--- Assignment ---
Across the data below, state how many lines hold "triple", and reply with nothing but that number.

--- Source records ---
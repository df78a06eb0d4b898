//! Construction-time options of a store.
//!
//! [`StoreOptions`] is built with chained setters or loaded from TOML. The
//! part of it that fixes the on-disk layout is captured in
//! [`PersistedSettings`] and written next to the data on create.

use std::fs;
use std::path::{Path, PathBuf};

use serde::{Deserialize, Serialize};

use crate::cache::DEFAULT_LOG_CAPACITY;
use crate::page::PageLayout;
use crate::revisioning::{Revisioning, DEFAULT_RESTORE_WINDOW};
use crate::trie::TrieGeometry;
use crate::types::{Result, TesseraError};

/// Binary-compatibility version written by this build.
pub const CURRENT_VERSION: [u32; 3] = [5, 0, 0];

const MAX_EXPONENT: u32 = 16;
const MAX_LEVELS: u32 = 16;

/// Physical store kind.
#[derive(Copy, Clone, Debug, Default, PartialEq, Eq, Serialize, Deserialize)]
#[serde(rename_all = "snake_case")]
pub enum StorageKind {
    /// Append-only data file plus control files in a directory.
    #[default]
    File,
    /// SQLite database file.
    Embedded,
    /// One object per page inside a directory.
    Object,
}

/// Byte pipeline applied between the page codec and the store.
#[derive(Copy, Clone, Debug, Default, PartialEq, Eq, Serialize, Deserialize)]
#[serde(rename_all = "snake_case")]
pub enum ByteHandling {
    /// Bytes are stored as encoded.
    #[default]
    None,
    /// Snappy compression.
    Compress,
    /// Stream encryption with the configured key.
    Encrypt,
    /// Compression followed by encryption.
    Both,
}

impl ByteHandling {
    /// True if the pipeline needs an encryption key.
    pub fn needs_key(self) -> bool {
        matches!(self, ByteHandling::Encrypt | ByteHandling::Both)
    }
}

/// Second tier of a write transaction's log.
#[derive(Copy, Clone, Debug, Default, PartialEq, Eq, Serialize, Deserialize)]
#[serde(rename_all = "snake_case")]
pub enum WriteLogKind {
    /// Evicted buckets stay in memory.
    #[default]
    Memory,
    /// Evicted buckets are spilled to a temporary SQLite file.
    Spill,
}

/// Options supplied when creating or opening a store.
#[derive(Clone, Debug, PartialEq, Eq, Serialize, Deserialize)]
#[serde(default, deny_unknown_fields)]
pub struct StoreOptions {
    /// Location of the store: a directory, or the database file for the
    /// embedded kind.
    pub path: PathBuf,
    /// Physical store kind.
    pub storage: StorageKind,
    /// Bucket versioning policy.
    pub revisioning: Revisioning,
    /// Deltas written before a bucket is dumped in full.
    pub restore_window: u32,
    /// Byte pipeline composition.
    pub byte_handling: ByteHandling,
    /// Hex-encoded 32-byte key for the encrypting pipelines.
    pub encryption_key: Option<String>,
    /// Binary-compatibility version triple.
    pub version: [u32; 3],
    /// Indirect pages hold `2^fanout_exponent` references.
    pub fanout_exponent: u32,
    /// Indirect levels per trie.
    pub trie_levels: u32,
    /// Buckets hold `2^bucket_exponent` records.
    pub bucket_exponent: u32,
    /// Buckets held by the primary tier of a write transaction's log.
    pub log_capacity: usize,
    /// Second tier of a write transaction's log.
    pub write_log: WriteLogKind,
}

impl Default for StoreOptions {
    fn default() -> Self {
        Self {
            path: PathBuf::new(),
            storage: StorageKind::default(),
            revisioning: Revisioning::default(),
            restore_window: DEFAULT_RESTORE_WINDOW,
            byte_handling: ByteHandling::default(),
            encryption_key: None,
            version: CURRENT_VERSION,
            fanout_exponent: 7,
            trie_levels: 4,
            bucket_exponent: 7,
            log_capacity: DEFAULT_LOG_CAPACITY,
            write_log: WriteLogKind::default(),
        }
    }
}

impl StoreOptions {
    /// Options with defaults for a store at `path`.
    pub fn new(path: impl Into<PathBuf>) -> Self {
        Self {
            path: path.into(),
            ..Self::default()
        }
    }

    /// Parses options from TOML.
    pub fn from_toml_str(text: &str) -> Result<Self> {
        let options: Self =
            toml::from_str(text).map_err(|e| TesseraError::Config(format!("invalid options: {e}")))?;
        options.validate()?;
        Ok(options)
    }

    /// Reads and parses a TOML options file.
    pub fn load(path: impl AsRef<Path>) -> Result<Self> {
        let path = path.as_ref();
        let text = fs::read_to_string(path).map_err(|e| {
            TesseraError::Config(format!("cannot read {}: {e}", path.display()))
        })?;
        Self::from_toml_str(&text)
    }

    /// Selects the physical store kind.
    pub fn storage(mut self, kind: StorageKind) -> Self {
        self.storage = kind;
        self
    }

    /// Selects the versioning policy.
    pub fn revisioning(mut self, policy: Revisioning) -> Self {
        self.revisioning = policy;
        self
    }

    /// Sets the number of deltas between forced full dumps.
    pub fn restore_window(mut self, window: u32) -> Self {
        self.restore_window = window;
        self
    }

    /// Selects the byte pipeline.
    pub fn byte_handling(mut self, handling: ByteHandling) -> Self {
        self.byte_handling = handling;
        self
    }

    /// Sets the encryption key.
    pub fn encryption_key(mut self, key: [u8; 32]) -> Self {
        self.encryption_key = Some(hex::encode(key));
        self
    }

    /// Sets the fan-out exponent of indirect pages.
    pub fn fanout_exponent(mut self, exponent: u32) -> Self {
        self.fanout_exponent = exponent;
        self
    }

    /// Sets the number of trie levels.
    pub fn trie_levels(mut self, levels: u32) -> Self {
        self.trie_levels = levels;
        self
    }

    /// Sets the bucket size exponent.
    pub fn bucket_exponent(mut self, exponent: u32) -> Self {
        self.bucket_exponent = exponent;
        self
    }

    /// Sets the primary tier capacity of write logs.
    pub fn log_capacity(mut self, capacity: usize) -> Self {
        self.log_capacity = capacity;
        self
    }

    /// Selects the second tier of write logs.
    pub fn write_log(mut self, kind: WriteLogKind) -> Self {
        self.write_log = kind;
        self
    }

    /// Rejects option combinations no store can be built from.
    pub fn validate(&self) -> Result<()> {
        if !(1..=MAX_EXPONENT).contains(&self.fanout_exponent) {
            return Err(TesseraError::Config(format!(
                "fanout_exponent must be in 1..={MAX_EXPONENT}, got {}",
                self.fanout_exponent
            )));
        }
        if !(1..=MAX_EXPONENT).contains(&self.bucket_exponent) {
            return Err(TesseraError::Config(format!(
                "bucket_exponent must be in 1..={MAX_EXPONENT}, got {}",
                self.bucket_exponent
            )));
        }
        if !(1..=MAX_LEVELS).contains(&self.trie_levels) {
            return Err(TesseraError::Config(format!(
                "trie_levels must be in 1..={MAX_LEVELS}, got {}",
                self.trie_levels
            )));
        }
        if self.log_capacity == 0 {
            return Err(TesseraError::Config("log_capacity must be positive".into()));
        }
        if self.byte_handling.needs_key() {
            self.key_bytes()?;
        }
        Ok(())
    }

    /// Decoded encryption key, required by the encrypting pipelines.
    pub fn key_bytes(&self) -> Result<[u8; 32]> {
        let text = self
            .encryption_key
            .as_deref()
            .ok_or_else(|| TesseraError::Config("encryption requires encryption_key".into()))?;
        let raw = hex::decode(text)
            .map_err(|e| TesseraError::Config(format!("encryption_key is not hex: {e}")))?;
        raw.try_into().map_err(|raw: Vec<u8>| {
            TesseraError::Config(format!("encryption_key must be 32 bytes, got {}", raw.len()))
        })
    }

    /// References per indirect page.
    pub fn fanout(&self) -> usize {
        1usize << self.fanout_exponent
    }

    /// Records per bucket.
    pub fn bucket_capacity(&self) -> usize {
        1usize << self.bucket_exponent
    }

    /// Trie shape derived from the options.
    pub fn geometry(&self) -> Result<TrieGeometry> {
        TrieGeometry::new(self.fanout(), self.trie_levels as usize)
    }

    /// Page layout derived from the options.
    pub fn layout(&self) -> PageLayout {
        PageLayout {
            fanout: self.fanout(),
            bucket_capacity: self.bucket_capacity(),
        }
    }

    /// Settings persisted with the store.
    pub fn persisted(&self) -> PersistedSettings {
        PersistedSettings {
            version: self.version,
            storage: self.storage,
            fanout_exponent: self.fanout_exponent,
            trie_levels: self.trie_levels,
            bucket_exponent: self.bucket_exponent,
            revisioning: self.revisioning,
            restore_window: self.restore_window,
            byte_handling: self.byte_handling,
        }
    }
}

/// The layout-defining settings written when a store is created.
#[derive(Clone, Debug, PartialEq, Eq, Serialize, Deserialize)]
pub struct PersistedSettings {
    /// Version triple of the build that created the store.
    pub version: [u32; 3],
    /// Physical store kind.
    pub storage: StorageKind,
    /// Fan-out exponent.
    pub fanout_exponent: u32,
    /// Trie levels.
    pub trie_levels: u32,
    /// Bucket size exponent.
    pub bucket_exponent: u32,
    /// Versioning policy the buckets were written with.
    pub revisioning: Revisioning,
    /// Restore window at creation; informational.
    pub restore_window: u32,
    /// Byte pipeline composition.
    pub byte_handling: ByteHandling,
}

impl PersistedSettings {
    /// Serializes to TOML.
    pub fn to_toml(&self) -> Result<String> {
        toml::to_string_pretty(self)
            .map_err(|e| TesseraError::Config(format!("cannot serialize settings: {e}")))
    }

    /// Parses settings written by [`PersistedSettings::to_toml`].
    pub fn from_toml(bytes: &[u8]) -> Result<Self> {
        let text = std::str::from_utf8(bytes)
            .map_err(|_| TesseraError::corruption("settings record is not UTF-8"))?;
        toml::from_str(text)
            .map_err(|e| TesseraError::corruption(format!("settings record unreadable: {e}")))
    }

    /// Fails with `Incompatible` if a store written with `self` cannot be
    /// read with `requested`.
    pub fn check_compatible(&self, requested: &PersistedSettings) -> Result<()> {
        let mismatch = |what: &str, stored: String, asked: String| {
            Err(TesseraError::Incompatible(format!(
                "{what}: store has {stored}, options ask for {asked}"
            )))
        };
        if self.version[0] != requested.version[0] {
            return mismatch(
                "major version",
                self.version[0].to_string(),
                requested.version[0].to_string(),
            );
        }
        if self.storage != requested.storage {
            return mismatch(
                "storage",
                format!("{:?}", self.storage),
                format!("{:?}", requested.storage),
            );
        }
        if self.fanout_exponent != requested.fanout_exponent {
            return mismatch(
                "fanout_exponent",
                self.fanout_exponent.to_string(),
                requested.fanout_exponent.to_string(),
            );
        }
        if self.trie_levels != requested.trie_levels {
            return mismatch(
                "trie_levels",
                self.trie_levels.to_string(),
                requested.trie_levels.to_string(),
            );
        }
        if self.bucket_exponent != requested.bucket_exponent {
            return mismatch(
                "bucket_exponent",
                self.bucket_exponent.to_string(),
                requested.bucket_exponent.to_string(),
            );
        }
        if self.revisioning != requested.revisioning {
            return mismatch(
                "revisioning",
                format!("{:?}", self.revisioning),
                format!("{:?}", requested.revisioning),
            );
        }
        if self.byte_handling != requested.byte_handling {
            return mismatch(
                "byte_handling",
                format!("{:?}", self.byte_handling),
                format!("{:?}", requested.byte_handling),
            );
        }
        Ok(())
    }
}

--

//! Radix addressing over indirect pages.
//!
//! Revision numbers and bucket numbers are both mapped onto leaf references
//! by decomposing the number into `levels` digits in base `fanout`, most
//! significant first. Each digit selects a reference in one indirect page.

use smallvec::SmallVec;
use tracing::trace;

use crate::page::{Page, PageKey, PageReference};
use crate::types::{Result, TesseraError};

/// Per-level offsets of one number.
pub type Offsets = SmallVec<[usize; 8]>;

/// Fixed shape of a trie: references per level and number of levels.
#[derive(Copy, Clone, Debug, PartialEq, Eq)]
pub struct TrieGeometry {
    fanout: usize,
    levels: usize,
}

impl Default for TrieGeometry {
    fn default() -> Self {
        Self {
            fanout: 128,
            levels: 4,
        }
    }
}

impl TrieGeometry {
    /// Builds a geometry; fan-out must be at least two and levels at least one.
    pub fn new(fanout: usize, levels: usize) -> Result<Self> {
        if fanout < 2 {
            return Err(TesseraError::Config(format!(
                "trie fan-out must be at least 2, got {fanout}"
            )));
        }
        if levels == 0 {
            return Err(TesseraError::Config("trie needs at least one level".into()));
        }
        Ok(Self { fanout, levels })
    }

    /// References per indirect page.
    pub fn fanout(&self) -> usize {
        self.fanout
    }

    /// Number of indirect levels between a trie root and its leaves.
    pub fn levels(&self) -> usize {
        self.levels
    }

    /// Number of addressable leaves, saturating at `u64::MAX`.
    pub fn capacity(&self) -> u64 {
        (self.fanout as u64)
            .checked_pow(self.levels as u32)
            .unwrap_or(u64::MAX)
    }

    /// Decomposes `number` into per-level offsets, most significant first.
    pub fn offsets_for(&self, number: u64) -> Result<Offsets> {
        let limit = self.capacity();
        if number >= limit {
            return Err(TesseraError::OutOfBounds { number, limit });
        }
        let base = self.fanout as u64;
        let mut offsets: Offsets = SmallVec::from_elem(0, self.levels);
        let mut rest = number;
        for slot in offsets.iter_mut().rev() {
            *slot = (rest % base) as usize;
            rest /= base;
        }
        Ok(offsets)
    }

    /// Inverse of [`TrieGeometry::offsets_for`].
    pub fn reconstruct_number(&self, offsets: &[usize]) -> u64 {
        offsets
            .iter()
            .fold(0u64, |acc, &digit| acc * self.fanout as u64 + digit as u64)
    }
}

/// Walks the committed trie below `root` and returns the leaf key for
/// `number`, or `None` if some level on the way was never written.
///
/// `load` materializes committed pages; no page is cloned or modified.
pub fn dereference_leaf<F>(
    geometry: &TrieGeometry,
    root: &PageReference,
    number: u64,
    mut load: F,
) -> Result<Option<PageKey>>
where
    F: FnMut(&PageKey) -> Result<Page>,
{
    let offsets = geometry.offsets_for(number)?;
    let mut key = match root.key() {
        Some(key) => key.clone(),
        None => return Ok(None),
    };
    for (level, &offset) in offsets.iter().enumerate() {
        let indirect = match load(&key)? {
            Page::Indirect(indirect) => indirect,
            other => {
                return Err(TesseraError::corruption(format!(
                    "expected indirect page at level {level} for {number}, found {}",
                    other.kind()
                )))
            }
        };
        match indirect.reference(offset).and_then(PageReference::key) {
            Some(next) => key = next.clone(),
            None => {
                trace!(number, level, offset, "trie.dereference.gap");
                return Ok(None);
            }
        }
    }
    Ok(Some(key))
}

---

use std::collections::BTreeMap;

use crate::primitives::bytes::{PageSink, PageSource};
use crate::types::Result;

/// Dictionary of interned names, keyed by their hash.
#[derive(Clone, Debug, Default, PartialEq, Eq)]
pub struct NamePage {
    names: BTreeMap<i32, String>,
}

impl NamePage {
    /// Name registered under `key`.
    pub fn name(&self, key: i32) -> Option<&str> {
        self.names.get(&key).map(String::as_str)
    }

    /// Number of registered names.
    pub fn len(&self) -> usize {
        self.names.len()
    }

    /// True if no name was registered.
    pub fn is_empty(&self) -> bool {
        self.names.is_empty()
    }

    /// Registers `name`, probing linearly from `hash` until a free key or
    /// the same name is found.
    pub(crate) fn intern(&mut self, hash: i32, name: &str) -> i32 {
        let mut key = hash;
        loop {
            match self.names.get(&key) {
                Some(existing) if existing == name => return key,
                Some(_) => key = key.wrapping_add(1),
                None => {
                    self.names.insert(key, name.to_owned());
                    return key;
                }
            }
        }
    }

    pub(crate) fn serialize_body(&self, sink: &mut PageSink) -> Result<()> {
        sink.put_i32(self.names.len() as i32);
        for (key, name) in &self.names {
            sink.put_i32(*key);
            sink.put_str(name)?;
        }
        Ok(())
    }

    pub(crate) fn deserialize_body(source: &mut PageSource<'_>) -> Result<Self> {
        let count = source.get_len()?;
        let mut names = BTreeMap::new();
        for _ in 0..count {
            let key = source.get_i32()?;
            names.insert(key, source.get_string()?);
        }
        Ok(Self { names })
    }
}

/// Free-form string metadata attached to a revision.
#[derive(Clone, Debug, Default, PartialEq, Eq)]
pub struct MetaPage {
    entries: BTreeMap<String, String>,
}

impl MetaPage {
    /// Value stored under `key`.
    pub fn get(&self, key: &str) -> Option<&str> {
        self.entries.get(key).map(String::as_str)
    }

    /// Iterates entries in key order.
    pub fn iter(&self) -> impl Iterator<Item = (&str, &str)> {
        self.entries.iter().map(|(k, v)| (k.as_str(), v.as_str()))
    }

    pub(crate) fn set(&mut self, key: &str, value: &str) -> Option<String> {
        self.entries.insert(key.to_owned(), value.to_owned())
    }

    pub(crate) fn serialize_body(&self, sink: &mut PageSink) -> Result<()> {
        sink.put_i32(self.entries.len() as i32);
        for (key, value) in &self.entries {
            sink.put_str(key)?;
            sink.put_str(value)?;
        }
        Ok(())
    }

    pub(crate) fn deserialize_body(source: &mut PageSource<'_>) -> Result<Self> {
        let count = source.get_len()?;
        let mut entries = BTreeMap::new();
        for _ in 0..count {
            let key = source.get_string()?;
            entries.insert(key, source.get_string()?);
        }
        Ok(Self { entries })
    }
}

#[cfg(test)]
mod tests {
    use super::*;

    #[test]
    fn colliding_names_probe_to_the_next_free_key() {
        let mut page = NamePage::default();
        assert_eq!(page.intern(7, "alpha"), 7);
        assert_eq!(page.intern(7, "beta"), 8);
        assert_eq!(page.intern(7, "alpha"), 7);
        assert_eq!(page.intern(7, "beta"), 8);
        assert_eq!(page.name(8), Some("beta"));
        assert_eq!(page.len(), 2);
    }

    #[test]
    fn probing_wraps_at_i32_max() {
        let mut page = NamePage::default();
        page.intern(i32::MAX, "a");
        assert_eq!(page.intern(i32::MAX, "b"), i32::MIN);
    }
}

--- Answer space ---
2